第155話 【別件】ニヴルヘイム銀河の第二銀河共和国

 ニヴルヘイム銀河の第二銀河共和国は巨大な国家だ。

 かつて"始祖"が隣の銀河からかろうじてたどり着いたこの銀河で、奇跡的な形で最初の入植が行われた。


 その最初の入植地だった惑星アルヴィースは聖地であり首都であった。

 そのアルヴィースに接近する巨大な影があった。


 全長10000メートルもの巨大な戦艦グンスラーだ。別名、大軍船だ。

 武官であり、故郷である渦巻き状銀河に派遣されたばかりのグリッテル大佐の乗艦だ。グンスラーはリアクト機関をふかしながら減速しつつあり、数時間かけてゆっくりとアルヴィースの惑星軌道へと入っていった。


 アルヴィースには聖地と聖遺物、ぽつんと存在する宮殿くらいしか存在しない。

 海が8割、陸が2割。

 基本的には護衛の神聖隊とこの惑星を事実上統べる象徴的君主と総督しか住んでいない。


 この惑星に来ること自体はグリッテル大佐は好きだった。

 いつも敬虔な気持ちになれる。

 宮殿も、その庭園も、その周囲にある丘、どこまでも黒い漆黒の海。どこまでも静謐だ。


 遠くから聞こえる巨大な波の音。そのうねりの下には"始祖"の仲間が眠っている。温度の低い海水のため遺体は腐らずに保存されているという。

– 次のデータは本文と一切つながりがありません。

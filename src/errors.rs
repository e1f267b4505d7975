//! # Error Types Module
//!
//! Error types for the storage and knowledge base layers. Handlers wrap
//! these in `anyhow::Error`; wizard validation failures are localization
//! keys instead and never reach this module.

use std::path::PathBuf;
use thiserror::Error;

/// Errors raised while reading or writing per-user JSON files
#[derive(Debug, Error)]
pub enum StorageError {
    #[error("I/O error on {path}: {source}")]
    Io {
        path: PathBuf,
        #[source]
        source: std::io::Error,
    },
    #[error("Serialization error for {path}: {source}")]
    Serialization {
        path: PathBuf,
        #[source]
        source: serde_json::Error,
    },
    #[error("Failed to persist {path}: {source}")]
    Persist {
        path: PathBuf,
        #[source]
        source: tempfile::PersistError,
    },
    #[error("Index {index} out of range ({len} records)")]
    IndexOutOfRange { index: usize, len: usize },
    #[error("Record at index {index} has changed")]
    RecordChanged { index: usize },
}

/// Errors raised by the knowledge base loader
#[derive(Debug, Error)]
pub enum KnowledgeError {
    #[error("Category '{0}' not found")]
    CategoryNotFound(String),
    #[error("Invalid path component: '{0}'")]
    InvalidName(String),
    #[error("Refusing to save empty document for item '{0}'")]
    EmptyDocument(String),
    #[error("Malformed JSON in {path}: {source}")]
    MalformedJson {
        path: PathBuf,
        #[source]
        source: serde_json::Error,
    },
    #[error("I/O error on {path}: {source}")]
    Io {
        path: PathBuf,
        #[source]
        source: std::io::Error,
    },
    #[error(transparent)]
    Storage(#[from] StorageError),
}
//! Linear-scan search over knowledge base documents.

use regex::RegexBuilder;
use serde::Serialize;
use serde_json::ser::{Formatter, Serializer};
use serde_json::Value;
use std::io;
use tracing::{error, info, warn};

use super::loader::KnowledgeLoader;
use crate::errors::KnowledgeError;

/// A document found by a search, with where it came from
#[derive(Debug, Clone, PartialEq)]
pub struct SearchHit {
    pub category: String,
    pub item_id: String,
    pub document: Value,
}

impl SearchHit {
    /// The document's `title` field, or the item id when absent
    pub fn title(&self) -> String {
        self.document
            .get("title")
            .and_then(Value::as_str)
            .map(str::to_string)
            .unwrap_or_else(|| self.item_id.clone())
    }

    /// The document with `_category` and `_id` metadata fields added
    pub fn tagged_document(&self) -> Value {
        let mut document = self.document.clone();
        if let Value::Object(map) = &mut document {
            map.insert("_category".to_string(), Value::String(self.category.clone()));
            map.insert("_id".to_string(), Value::String(self.item_id.clone()));
        }
        document
    }
}

/// Lower-case the query and collapse runs of whitespace
pub fn preprocess_query(query: &str) -> String {
    query
        .to_lowercase()
        .split_whitespace()
        .collect::<Vec<_>>()
        .join(" ")
}

/// Stringify a JSON value the way it reads to a user
fn value_text(value: &Value) -> String {
    match value {
        Value::String(s) => s.clone(),
        other => other.to_string(),
    }
}

/// Single-line JSON with a space after `:` and `,`, the layout documents
/// were authored and searched in. Object keys come out sorted.
struct SpacedFormatter;

impl Formatter for SpacedFormatter {
    fn begin_array_value<W: ?Sized + io::Write>(&mut self, writer: &mut W, first: bool) -> io::Result<()> {
        if first {
            Ok(())
        } else {
            writer.write_all(b", ")
        }
    }

    fn begin_object_key<W: ?Sized + io::Write>(&mut self, writer: &mut W, first: bool) -> io::Result<()> {
        if first {
            Ok(())
        } else {
            writer.write_all(b", ")
        }
    }

    fn begin_object_value<W: ?Sized + io::Write>(&mut self, writer: &mut W) -> io::Result<()> {
        writer.write_all(b": ")
    }
}

/// Text a document is matched against by substring and regex search
pub fn document_text(document: &Value) -> Option<String> {
    let mut buffer = Vec::new();
    let mut serializer = Serializer::with_formatter(&mut buffer, SpacedFormatter);
    document.serialize(&mut serializer).ok()?;
    String::from_utf8(buffer).ok()
}

#[derive(Debug, Clone)]
pub struct KnowledgeSearch {
    loader: KnowledgeLoader,
}

impl KnowledgeSearch {
    pub fn new(loader: KnowledgeLoader) -> Self {
        info!(base_path = %loader.base_path().display(), "Initialized knowledge search");
        Self { loader }
    }

    /// Documents whose serialized JSON contains the query, case-insensitively
    pub fn simple_search(&self, query: &str, categories: Option<&[String]>) -> Vec<SearchHit> {
        let query = preprocess_query(query);
        if query.is_empty() {
            return Vec::new();
        }

        self.scan(categories, |document| {
            document_text(document).is_some_and(|text| text.to_lowercase().contains(&query))
        })
    }

    /// Documents whose `field` equals `value`, compared case-insensitively
    pub fn search_by_field(&self, field: &str, value: &str, categories: Option<&[String]>) -> Vec<SearchHit> {
        let value = value.to_lowercase();
        self.scan(categories, |document| {
            document
                .get(field)
                .is_some_and(|field_value| value_text(field_value).to_lowercase() == value)
        })
    }

    /// Documents whose serialized JSON matches a case-insensitive regex.
    /// An invalid pattern yields no results.
    pub fn regex_search(&self, pattern: &str, categories: Option<&[String]>) -> Vec<SearchHit> {
        let regex = match RegexBuilder::new(pattern).case_insensitive(true).build() {
            Ok(regex) => regex,
            Err(e) => {
                error!(pattern, error = %e, "Invalid knowledge search pattern");
                return Vec::new();
            }
        };

        self.scan(categories, |document| {
            document_text(document).is_some_and(|text| regex.is_match(&text))
        })
    }

    fn scan<F>(&self, categories: Option<&[String]>, matches: F) -> Vec<SearchHit>
    where
        F: Fn(&Value) -> bool,
    {
        let categories = match categories {
            Some(categories) if !categories.is_empty() => categories.to_vec(),
            _ => self.loader.get_categories(),
        };

        let mut results = Vec::new();
        for category in categories {
            let files = match self.loader.json_files(&category) {
                Ok(files) => files,
                Err(KnowledgeError::CategoryNotFound(_)) => {
                    warn!(category = %category, "Knowledge category not found");
                    continue;
                }
                Err(e) => {
                    error!(category = %category, error = %e, "Failed to scan knowledge category");
                    continue;
                }
            };

            for path in files {
                let Some(item_id) = path.file_stem().and_then(|s| s.to_str()) else {
                    continue;
                };
                match KnowledgeLoader::read_document(&path) {
                    Ok(Some(document)) if matches(&document) => results.push(SearchHit {
                        category: category.clone(),
                        item_id: item_id.to_string(),
                        document,
                    }),
                    Ok(_) => {}
                    Err(e) => error!(path = %path.display(), error = %e, "Failed to search knowledge file"),
                }
            }
        }
        results
    }
}

#[cfg(test)]
mod tests {
    use super::*;
    use serde_json::json;

    #[test]
    fn test_preprocess_query() {
        assert_eq!(preprocess_query("  Ламинат   ПОД  плитку "), "ламинат под плитку");
        assert_eq!(preprocess_query("   "), "");
    }

    #[test]
    fn test_hit_title_and_tags() {
        let hit = SearchHit {
            category: "materials".to_string(),
            item_id: "laminate".to_string(),
            document: json!({"description": "Floor covering"}),
        };
        assert_eq!(hit.title(), "laminate");

        let tagged = hit.tagged_document();
        assert_eq!(tagged["_category"], "materials");
        assert_eq!(tagged["_id"], "laminate");
    }

    #[test]
    fn test_document_text_layout() {
        let document = json!({"title": "Краска", "tools": ["валик", "кисть"], "layers": 2});
        assert_eq!(
            document_text(&document).unwrap(),
            r#"{"layers": 2, "title": "Краска", "tools": ["валик", "кисть"]}"#
        );
        assert_eq!(document_text(&json!({})).unwrap(), "{}");
        assert_eq!(document_text(&json!([])).unwrap(), "[]");
    }

    #[test]
    fn test_value_text() {
        assert_eq!(value_text(&json!("Paint")), "Paint");
        assert_eq!(value_text(&json!(5)), "5");
        assert_eq!(value_text(&json!(true)), "true");
    }
}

 そして"始祖"がこの惑星に記した最初の一足……実際の足跡。そこがすべて保存されているから聖地なのだ。


 しかし始祖の力を受け継ぐという象徴的君主のリア・ファル・シャノン、そしてその配偶者であり総督のサートゥル・ファル・シャノン。その2人は苦手だった。


「はぁ……」

 グリッテル大佐は体格に似合わず弱弱しいため息をついた。

 しかし気を引き締め直し、軍帽をかぶって戦艦グンスラーから短艇に乗り移った。


 衛星軌道に乗ったグンスラーはゆっくりと周回している。

 短艇の視察窓から肉眼で見るグンスラーは本当に巨大だ。

 この大軍船を何千何万と所有する第二銀河共和国はこの世で最強の国家だ、とグリッテル大佐は誇りに思った。


 短艇は大気圏に突入しほどなくして聖地付近の宇宙港に降り立った。

 ここも簡素なものだ。

 神聖隊の白い制服を着こんだ護衛の者たちが管制から誘導、警備まで全てこなしている。彼ら、彼女たちも"始祖"に仕える使徒たちと言えた。


 宇宙港から宮殿まではすぐだ。

 迎えの車が来ていたのでそれに乗る。

 

 この規模の国にしてはこじんまりとした宮殿が見えてきた。

 知らない者が見たとしたら、大きさとしては個人の邸宅としては大きいが、これが宮殿と言われると首をかしげるほど小さなものだ。


 壮麗・華美というよりもシンプルな聖堂のような雰囲気の建物だ。

 木で出来た門が開く。


 グリッテル大佐は車から降りて宮殿の奥へと向かった。

 自然な木の色と石を組み合わせた美しいといっても良い宮殿ではあったが、グリッテル大佐は向かう先から何となく嫌な気配を感じていた。


 始祖の敬虔な信者である一方、スピリチュアルなものは一切信じていないグリッテル大佐ではあったが、この嫌な気配は本物だと思っていた。そして今日は特にその感じが強い。

 彼は冷や汗をぬぐいながら、つばを飲み込んだ。


「グリッテル武官」

 危なく彼は飛び上がるところだった。

 この声は聞き覚えがある。落ち着いていて、やけに抑揚のない声。


 あわてて大佐は声のした方向に御辞儀をした。

「サートゥル総督」


 その先には年齢不詳の小柄な男性が立っていた。

 ゆったりとした着こなしのローブの上に木製のアクセサリー。頬には白い傷跡が残っていた。わざと消していないと聞く。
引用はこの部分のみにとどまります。